As reservas internacionais poderão superar os US$ 175,891 bilhões da dívida externa brasileira em novembro deste ano. Mas, para que isso aconteça, o Banco Central (BC) precisará manter o ritmo de compra de dólares dos primeiros quatro meses do ano. No período, as aquisições de moeda estrangeira pelo BC atingiram US$ 33,62 bilhões, uma média mensal de US$ 8,405 bilhões. Graças às atuações do BC, as reservas internacionais aumentaram, entre o fim do ano passado e abril deste ano, de US$ 85,839 bilhões para US$ 121,830 bilhões. Em 2 de maio, já chegavam a US$ 122,389 bilhões.

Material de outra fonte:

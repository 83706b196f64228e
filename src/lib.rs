//! Host-testable core of the smartbin fill-level monitor.
//!
//! Everything here is pure logic over plain data: level mapping, the
//! collection policy, matrix frames, the simulated clock, report
//! formatting, the boot-button debounce gate and the cycle orchestration.
//! Hardware adapters live in the embedded binary (`main.rs`) and plug in
//! through the traits in [`traits`].
//!
//! Usage: `cargo test` (no features) runs everything below on the host.
//!
//! Note: The embedded binary uses main.rs with #![no_std] and #![no_main]
//! and needs `--features embedded` plus a `thumbv7em-none-eabihf` target.

#![cfg_attr(not(test), no_std)]

pub mod clock;
pub mod config;
pub mod debounce;
pub mod error;
pub mod level;
pub mod matrix;
pub mod monitor;
pub mod policy;
pub mod report;
pub mod traits;

pub use error::{Error, Result};
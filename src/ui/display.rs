//! SSD1306 OLED display wrapper.

use embedded_graphics::mono_font::ascii::FONT_6X10;
use embedded_graphics::mono_font::{MonoTextStyle, MonoTextStyleBuilder};
use embedded_graphics::pixelcolor::BinaryColor;
use embedded_graphics::prelude::*;
use embedded_graphics::text::{Baseline, Text};
use smartbin::config::TextPosition;
use smartbin::traits::StatusDisplay;
use smartbin::{Error, Result};
use ssd1306::mode::BufferedGraphicsMode;
use ssd1306::prelude::*;
use ssd1306::I2CDisplayInterface;
use ssd1306::Ssd1306;

/// Type alias for the concrete display driver.
///
/// Generic over the I²C implementation so callers pass in their HAL's
/// I²C peripheral.
pub type Display<I2C> =
    Ssd1306<I2CInterface<I2C>, DisplaySize128x64, BufferedGraphicsMode<DisplaySize128x64>>;

/// Initialise the SSD1306 display at `address` and clear the screen.
pub fn init<I2C>(i2c: I2C, address: u8) -> Result<Display<I2C>>
where
    I2C: embedded_hal::i2c::I2c,
{
    let interface = I2CDisplayInterface::new_custom_address(i2c, address);
    let mut display = Ssd1306::new(interface, DisplaySize128x64, DisplayRotation::Rotate0)
        .into_buffered_graphics_mode();
    display.init().map_err(|_| Error::Display)?;
    display.clear_buffer();
    display.flush().map_err(|_| Error::Display)?;
    Ok(display)
}

fn text_style() -> MonoTextStyle<'static, BinaryColor> {
    MonoTextStyleBuilder::new()
        .font(&FONT_6X10)
        .text_color(BinaryColor::On)
        .build()
}

/// Full-screen status message, redrawn from scratch every cycle.
pub struct StatusScreen<I2C> {
    display: Display<I2C>,
}

impl<I2C> StatusScreen<I2C>
where
    I2C: embedded_hal::i2c::I2c,
{
    pub fn new(display: Display<I2C>) -> Self {
        Self { display }
    }
}

impl<I2C> StatusDisplay for StatusScreen<I2C>
where
    I2C: embedded_hal::i2c::I2c,
{
    fn show(&mut self, message: &str, at: TextPosition) -> Result<()> {
        self.display.clear_buffer();

        Text::with_baseline(message, Point::new(at.x, at.y), text_style(), Baseline::Top)
            .draw(&mut self.display)
            .map_err(|_| Error::Display)?;

        self.display.flush().map_err(|_| Error::Display)
    }
}
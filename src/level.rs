//! Fill level derived from a raw ADC sample.

/// Container fill level as an integer percentage in `0..=100`.
#[derive(Clone, Copy, Debug, Default, PartialEq, Eq, PartialOrd, Ord)]
#[cfg_attr(feature = "defmt", derive(defmt::Format))]
pub struct FillLevel(u8);

impl FillLevel {
    pub const EMPTY: Self = Self(0);
    pub const FULL: Self = Self(100);

    /// Build a level directly from a percentage, saturating at 100.
    pub const fn from_percent(percent: u8) -> Self {
        if percent > 100 {
            Self::FULL
        } else {
            Self(percent)
        }
    }

    /// Map a raw sample linearly onto `0..=100`, i.e. `floor(raw / (full_scale / 100))`.
    ///
    /// Samples above `full_scale` saturate at 100. A zero full scale yields
    /// an empty level.
    pub fn from_raw(raw: u16, full_scale: u16) -> Self {
        if full_scale == 0 {
            return Self::EMPTY;
        }
        let raw = u32::from(raw.min(full_scale));
        Self((raw * 100 / u32::from(full_scale)) as u8)
    }

    pub const fn percent(self) -> u8 {
        self.0
    }

    /// Share of the matrix to light, `percent / 100`.
    pub fn fraction(self) -> f32 {
        f32::from(self.0) / 100.0
    }

    /// Number of cells lit out of `total`: `floor(fraction * total)`.
    pub fn lit_cells(self, total: usize) -> usize {
        (usize::from(self.0) * total / 100).min(total)
    }
}
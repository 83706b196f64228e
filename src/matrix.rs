//! 5×5 WS2812 matrix: per-cell colour words and the LED-chain adapter.
//!
//! Colours are packed the way the WS2812 shifts them in, green first:
//! `G << 24 | R << 16 | B << 8`, low byte unused. Cells are streamed in
//! index order `0..25`. The wire protocol itself belongs to whichever
//! [`SmartLedsWriteAsync`] driver the firmware plugs in.

use crate::error::{Error, Result};
use crate::level::FillLevel;
use crate::traits::PixelMatrix;
use smart_leds::{SmartLedsWriteAsync, RGB8};

/// Number of cells on the matrix.
pub const MATRIX_CELLS: usize = 25;

/// Pack a colour into a GRB transmission word.
pub const fn pack_grb(color: RGB8) -> u32 {
    (color.g as u32) << 24 | (color.r as u32) << 16 | (color.b as u32) << 8
}

/// Inverse of [`pack_grb`]; the low byte is ignored.
pub const fn unpack_grb(word: u32) -> RGB8 {
    RGB8 {
        r: (word >> 16) as u8,
        g: (word >> 24) as u8,
        b: (word >> 8) as u8,
    }
}

/// Packed colour words for every cell, in scan order.
#[derive(Clone, Copy, Debug, PartialEq, Eq)]
pub struct Frame {
    words: [u32; MATRIX_CELLS],
}

impl Frame {
    /// Cell `i` gets `lit` when `i < level.lit_cells(25)`, otherwise `unlit`.
    pub fn for_level(level: FillLevel, lit: RGB8, unlit: RGB8) -> Self {
        let lit_cells = level.lit_cells(MATRIX_CELLS);
        let (on, off) = (pack_grb(lit), pack_grb(unlit));
        let mut words = [off; MATRIX_CELLS];
        for word in words.iter_mut().take(lit_cells) {
            *word = on;
        }
        Self { words }
    }

    pub fn words(&self) -> &[u32; MATRIX_CELLS] {
        &self.words
    }

    /// Cell colours in scan order.
    pub fn colors(&self) -> impl Iterator<Item = RGB8> + '_ {
        self.words.iter().map(|&w| unpack_grb(w))
    }
}

/// Matrix backed by any async smart-LED chain driver.
pub struct SmartLedMatrix<W> {
    leds: W,
}

impl<W> SmartLedMatrix<W> {
    pub fn new(leds: W) -> Self {
        Self { leds }
    }
}

impl<W> PixelMatrix for SmartLedMatrix<W>
where
    W: SmartLedsWriteAsync,
    W::Color: From<RGB8>,
{
    async fn show(&mut self, frame: &Frame) -> Result<()> {
        self.leds
            .write(frame.colors())
            .await
            .map_err(|_| Error::Matrix)
    }
}
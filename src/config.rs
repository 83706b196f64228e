//! Application-wide constants and compile-time configuration.
//!
//! All hardware pin assignments, timing parameters, and policy
//! thresholds live here so they can be tuned in one place.
//! Nothing is configurable at runtime.

use crate::clock::ReferenceDate;
use crate::report::ReportFormat;
use smart_leds::RGB8;

// USB

/// USB VID/PID - use the "pid.codes" open-source test VID.
/// Replace with your own allocated VID/PID for production.
pub const USB_VID: u16 = 0x1209;
pub const USB_PID: u16 = 0x0002;

/// USB device strings.
pub const USB_MANUFACTURER: &str = "smartbin";
pub const USB_PRODUCT: &str = "Smart Bin Level Monitor";
pub const USB_SERIAL_NUMBER: &str = "000001";

/// CDC-ACM bulk endpoint packet size.
pub const USB_SERIAL_PACKET_SIZE: u16 = 64;

/// Upper bound on how long one status line may block the USB writer (ms).
pub const USB_WRITE_TIMEOUT_MS: u64 = 100;

// GPIO pin assignments (Adafruit Feather nRF52840 Express)
//
// These are logical names; actual `embassy_nrf::peripherals::*` types are
// selected in `main.rs`.  Adjust for your own wiring.
//
//   Level input (pot / joystick) → P0.04 (A0, AIN2)
//   Green status LED             → P0.06 (D11)
//   Red status LED               → P0.08 (D12)
//   WS2812 5×5 matrix data       → P0.07 (D6)
//   Boot button (to GND)         → P1.02 (USER SW)
//   I²C SDA                      → P0.12
//   I²C SCL                      → P0.11

/// Full-scale value of the 12-bit SAADC.
pub const ADC_FULL_SCALE: u16 = 4095;

/// Fixed bin identifier carried in every report.
pub const BIN_ID: &str = "001";

/// Button debounce window (ms).
pub const BUTTON_DEBOUNCE_MS: u32 = 200;

/// Delay between two sampling cycles (ms).
pub const CYCLE_PERIOD_MS: u64 = 500;

/// `GPREGRET` value the Adafruit nRF52 bootloader reads as "stay in UF2 mode".
pub const UF2_DFU_MAGIC: u8 = 0x57;

/// SSD1306 7-bit I²C address.
pub const DISPLAY_ADDRESS: u8 = 0x3C;

/// Lower bounds (inclusive) of the Medium and High urgency bands, in percent.
#[derive(Clone, Copy, Debug, PartialEq, Eq)]
#[cfg_attr(feature = "defmt", derive(defmt::Format))]
pub struct Thresholds {
    pub medium: u8,
    pub high: u8,
}

impl Thresholds {
    pub const DEFAULT: Self = Self {
        medium: 50,
        high: 75,
    };
}

/// Top-left corner of the status message on the display, in pixels.
#[derive(Clone, Copy, Debug, PartialEq, Eq)]
#[cfg_attr(feature = "defmt", derive(defmt::Format))]
pub struct TextPosition {
    pub x: i32,
    pub y: i32,
}

/// Scale a full-on channel down to `percent` of 255, truncating.
pub const fn dim(percent: u8) -> u8 {
    (255 * percent as u16 / 100) as u8
}

/// Everything a monitor cycle needs, built once and shared by reference.
#[derive(Clone, Copy, Debug)]
pub struct MonitorConfig {
    pub bin_id: &'static str,
    pub adc_full_scale: u16,
    pub thresholds: Thresholds,
    pub lit_color: RGB8,
    pub unlit_color: RGB8,
    pub message_position: TextPosition,
    pub display_address: u8,
    pub cycle_period_ms: u64,
    pub debounce_ms: u32,
    pub reference_date: ReferenceDate,
    pub report_format: ReportFormat,
}

impl MonitorConfig {
    pub const DEFAULT: Self = Self {
        bin_id: BIN_ID,
        adc_full_scale: ADC_FULL_SCALE,
        thresholds: Thresholds::DEFAULT,
        lit_color: RGB8 {
            r: dim(10),
            g: dim(10),
            b: dim(10),
        },
        unlit_color: RGB8 { r: 0, g: 0, b: 0 },
        message_position: TextPosition { x: 8, y: 10 },
        display_address: DISPLAY_ADDRESS,
        cycle_period_ms: CYCLE_PERIOD_MS,
        debounce_ms: BUTTON_DEBOUNCE_MS,
        reference_date: ReferenceDate::DEFAULT,
        report_format: ReportFormat::Legacy,
    };
}

impl Default for MonitorConfig {
    fn default() -> Self {
        Self::DEFAULT
    }
}
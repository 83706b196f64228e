//! Unified error type for smartbin.
//!
//! We avoid `alloc` - all error variants carry no data.
//! Implements `defmt::Format` (behind the `defmt` feature) for efficient
//! on-target logging.

/// Top-level error type used across the application.
#[derive(Debug, Clone, Copy, PartialEq, Eq)]
#[cfg_attr(feature = "defmt", derive(defmt::Format))]
pub enum Error {
    // Sensor
    /// The level sensor could not produce a sample this cycle.
    Sensor,

    // LED matrix
    /// The PWM sequencer refused the pixel frame.
    Matrix,

    // Display
    /// I²C transaction to the display failed.
    Display,

    // Generic
    /// Buffer too small for the requested operation.
    BufferOverflow,
}

pub type Result<T> = core::result::Result<T, Error>;

impl core::fmt::Display for Error {
    fn fmt(&self, f: &mut core::fmt::Formatter<'_>) -> core::fmt::Result {
        let msg = match self {
            Error::Sensor => "level sensor read failed",
            Error::Matrix => "LED matrix write failed",
            Error::Display => "display write failed",
            Error::BufferOverflow => "buffer overflow",
        };
        f.write_str(msg)
    }
}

No ano passado, as reservas já ultrapassaram o valor total da dívida externa do setor público não financeiro de US$ 74,823 bilhões. "Essa meta o País já alcançou faz tempo", disse o economista da LCA Consultores, Bráulio Borges. Ficou faltando cobrir a dívida externa do setor privado e do setor público financeiro, de US$ 101,068 bilhões. Um atenuante é que 74,03% dessa dívida é de médio e longo prazos. A parte curta da dívida do setor privado e do setor público financeiro é de apenas US$ 28,080 bilhões e está muito concentrada no financiamento ao comércio externo.
O economista-chefe da Gap Asset Management, Guilherme Maia, não acredita na hipótese de as reservas ultrapassarem o valor da dívida externa total em novembro. "A média de compras de dólares do primeiro quadrimestre foi muito elevada. Acho que a tendência é de redução nos demais meses do ano." Para Maia, o cenário mais provável é de que as reservas fiquem acima do valor da dívida externa ainda na primeira metade de 2008.